→ **WORK REQUIRED**: The records sit below. Return every line in them that holds the word "const".

Saved data entries:
//! Durable, day-keyed log of time blocks plus the work-session counter and
//! the hourly rate, all kept in a `Store`.
//!
//! Layout in the store:
//!  - `workSession` → integer seconds, absent when no session is running
//!  - `hrate`       → decimal, absent when unset
//!  - `times`       → { "D/M/Y": [ { type, startTime }, ... ] }

use crate::core::clock::Clock;
use crate::core::store::Store;
use crate::errors::AppResult;
use crate::models::block_type::BlockType;
use crate::models::day_log::DayLog;
use crate::models::time_block::TimeBlock;
use crate::utils::date::{day_key, sorted_day_keys};
use serde_json::Value;

pub const KEY_WORK_SESSION: &str = "workSession";
pub const KEY_HOURLY_RATE: &str = "hrate";
pub const KEY_TIMES: &str = "times";

pub struct WorkLog<S: Store, C: Clock> {
    store: S,
    clock: C,
    pending: Vec<TimeBlock>,
}

impl<S: Store, C: Clock> WorkLog<S, C> {
    pub fn new(store: S, clock: C) -> Self {
        Self {
            store,
            clock,
            pending: Vec::new(),
        }
    }

    /// Open the log applying the startup policy: when `persist_session` is
    /// false a counter left over from a previous process is discarded.
    pub fn open(store: S, clock: C, persist_session: bool) -> AppResult<Self> {
        let log = Self::new(store, clock);
        if !persist_session {
            log.set_work_session(None)?;
        }
        Ok(log)
    }

    pub fn store(&self) -> &S {
        &self.store
    }

    pub fn clock(&self) -> &C {
        &self.clock
    }

    pub fn today_key(&self) -> String {
        day_key(&self.clock.now())
    }

    // ------------------------------------------------
    // Time blocks
    // ------------------------------------------------

    /// Record a block stamped with the current time and persist it at once.
    pub fn add(&mut self, kind: BlockType) -> AppResult<TimeBlock> {
        let block = TimeBlock::new(kind, self.clock.now());
        self.pending.push(block.clone());
        self.flush()?;
        Ok(block)
    }

    /// Merge the pending blocks into the stored log, each under the day of
    /// its own timestamp. Whole-structure read-modify-write; the buffer is
    /// only cleared once the write went through.
    fn flush(&mut self) -> AppResult<()> {
        if self.pending.is_empty() {
            return Ok(());
        }

        let mut times = self.all_days()?;
        for block in &self.pending {
            times
                .entry(day_key(&block.start_time))
                .or_default()
                .push(block.clone());
        }
        self.save_days(&times)?;
        self.pending.clear();
        Ok(())
    }

    /// Every stored day.
    pub fn all_days(&self) -> AppResult<DayLog> {
        match self.store.get(KEY_TIMES)? {
            Some(v) => Ok(serde_json::from_value(v)?),
            None => Ok(DayLog::new()),
        }
    }

    fn save_days(&self, times: &DayLog) -> AppResult<()> {
        self.store
            .update(KEY_TIMES, Some(serde_json::to_value(times)?))
    }

    pub fn get_events_for_day(&self, key: &str) -> AppResult<Vec<TimeBlock>> {
        Ok(self.all_days()?.remove(key).unwrap_or_default())
    }

    pub fn get_today_events(&self, filter: Option<BlockType>) -> AppResult<Vec<TimeBlock>> {
        let events = self.get_events_for_day(&self.today_key())?;
        Ok(match filter {
            Some(kind) => events.into_iter().filter(|b| b.kind == kind).collect(),
            None => events,
        })
    }

    /// Matching blocks of the most recent day holding at least one of `kinds`.
    /// A day whose blocks all filter out does not stop the scan.
    pub fn last_events_of_type(&self, kinds: &[BlockType]) -> AppResult<Vec<TimeBlock>> {
        let times = self.all_days()?;

        for key in sorted_day_keys(times.keys()) {
            let matching: Vec<TimeBlock> = times[key]
                .iter()
                .filter(|b| kinds.contains(&b.kind))
                .cloned()
                .collect();

            if !matching.is_empty() {
                return Ok(matching);
            }
        }

        Ok(Vec::new())
    }

    // ------------------------------------------------
    // Work-session counter
    // ------------------------------------------------

    /// `None` while no session is running.
    pub fn work_session(&self) -> AppResult<Option<u64>> {
        Ok(self.store.get(KEY_WORK_SESSION)?.and_then(|v| v.as_u64()))
    }

    pub fn work_session_seconds(&self) -> AppResult<u64> {
        Ok(self.work_session()?.unwrap_or(0))
    }

    pub fn set_work_session(&self, seconds: Option<u64>) -> AppResult<()> {
        self.store
            .update(KEY_WORK_SESSION, seconds.map(Value::from))
    }

    /// Add one second to the running counter and return the new value.
    pub fn increment_work_session(&self) -> AppResult<u64> {
        let next = self.work_session_seconds()? + 1;
        self.set_work_session(Some(next))?;
        Ok(next)
    }

    // ------------------------------------------------
    // Hourly rate
    // ------------------------------------------------

    pub fn hourly_rate(&self) -> AppResult<Option<f64>> {
        Ok(self.store.get(KEY_HOURLY_RATE)?.and_then(|v| v.as_f64()))
    }

    pub fn set_hourly_rate(&self, rate: Option<f64>) -> AppResult<()> {
        self.store.update(KEY_HOURLY_RATE, rate.map(Value::from))
    }

    // ------------------------------------------------
    // Reset
    // ------------------------------------------------

    /// Forget the counter and every recorded day. The hourly rate survives.
    pub fn reset_all(&mut self) -> AppResult<()> {
        self.pending.clear();
        self.set_work_session(None)?;
        self.store.update(KEY_TIMES, None)
    }
}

→ **OUTPUT FOR THIS EXERCISE**:
pub const KEY_WORK_SESSION: &str = "workSession";
pub const KEY_HOURLY_RATE: &str = "hrate";
pub const KEY_TIMES: &str = "times";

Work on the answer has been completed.